Environmental issues have loomed large in oceanography in
recent years, and the 2005 huge red tide bloom in New England
waters, which closed shellfish beds from central Maine to
Massachusetts, provided a large, societally important issue
for oceanographers to deal with. AOPE Associate Scientist
Dennis McGillicuddy spent a large amount of his summer mapping
this red tide bloom, and, as a result of both his observations
and the numerical models he uses to interpret them, was able
to contribute significantly to our understanding of how these
harmful outbreaks work. Such efforts will hopefully lead to
means of mitigation and perhaps even prevention.

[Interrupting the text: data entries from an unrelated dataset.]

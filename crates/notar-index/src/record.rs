use std::fmt;

use chrono::{DateTime, Utc};
use notar_types::{Digest, TxSignature};
use serde::{Deserialize, Serialize};
use uuid::Uuid;

/// Proof that an artifact's digest was anchored on the ledger.
#[derive(Clone, Debug, PartialEq, Eq, Serialize, Deserialize)]
pub struct CertificateRecord {
    /// Time-ordered record identifier.
    pub id: Uuid,
    /// SHA-256 of the artifact. Unique across the index.
    pub digest: Digest,
    /// Free-form name of the party the certificate was issued to.
    pub owner: String,
    /// Signature of the anchoring transaction.
    pub transaction_signature: Option<TxSignature>,
    pub issued_at: DateTime<Utc>,
    /// Set once the digest is known to be on the ledger.
    pub verified: bool,
    pub remarks: Option<String>,
}

impl CertificateRecord {
    /// A fresh, unanchored record issued now.
    pub fn new(digest: Digest, owner: impl Into<String>) -> Self {
        Self {
            id: Uuid::now_v7(),
            digest,
            owner: owner.into(),
            transaction_signature: None,
            issued_at: Utc::now(),
            verified: false,
            remarks: None,
        }
    }

    /// Builder: attach the anchoring transaction and mark verified.
    pub fn with_signature(mut self, signature: TxSignature) -> Self {
        self.transaction_signature = Some(signature);
        self.verified = true;
        self
    }

    pub fn with_remarks(mut self, remarks: impl Into<String>) -> Self {
        self.remarks = Some(remarks.into());
        self
    }

    pub fn with_issued_at(mut self, issued_at: DateTime<Utc>) -> Self {
        self.issued_at = issued_at;
        self
    }

    /// First ten hex characters of the digest.
    pub fn short_digest(&self) -> String {
        self.digest.short_hex()
    }
}

impl fmt::Display for CertificateRecord {
    fn fmt(&self, f: &mut fmt::Formatter<'_>) -> fmt::Result {
        write!(f, "Certificate - {} ({}...)", self.owner, self.short_digest())
    }
}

Surf-zone oceanographers Steve Elgar and Britt Raubenheimer
tackled a different coastal problem for the Navy: How do large
craters (30 feet wide by 6 feet deep) on a beach—such
as those produced by bombardment—erode under wave action?
The fieldwork was quite challenging because Steve and Britt
had to quickly instrument a hole they dug as the waves worked
furiously to destroy their “anti-sand castle.”
In acoustics, AOPE scientists Tim Stanton, Dezhang Chu, and
others deployed a new broadband acoustic system that allows
researchers to both quantify and classify fish populations.
This system, which utilizes the acoustic resonances of fish
swim bladders as a signal, promises to significantly improve
the rapidly growing field of fish population assessment.
In a combination of AOPE’s Remote Environmental Monitoring
Units (REMUS) autonomous underwater vehicle technology and
ocean acoustics, Boston University (BU) Guest Student Jason
Holmes and Adjunct Scientist Bill Carey teamed up with AOPE
personnel to attach a towed acoustic array to the REMUS vehicle,
a smaller version of the systems towed by submarines. This
advanced technology has allowed AOPE and BU researchers to
carefully characterize ocean bottom acoustic reflectivity
properties, and should eventually prove of great value to
the Navy’s anti-submarine warfare and mine-hunting missions.
Our department’s future is determined largely by the
new principal investigators we hire, and representing that
new blood we welcomed sensor experts Sheri White and Rich
Camilli, inverse theorist Gonzalo Feijoo to the scientific
staff, and marine archaeologist Brendan Foley to the technical
staff. These people represent not just new faces, but new
directions for our department, and help keep our department
an exciting and innovative place to work. We hope 2005 was
just the beginning of a long and rewarding career for them.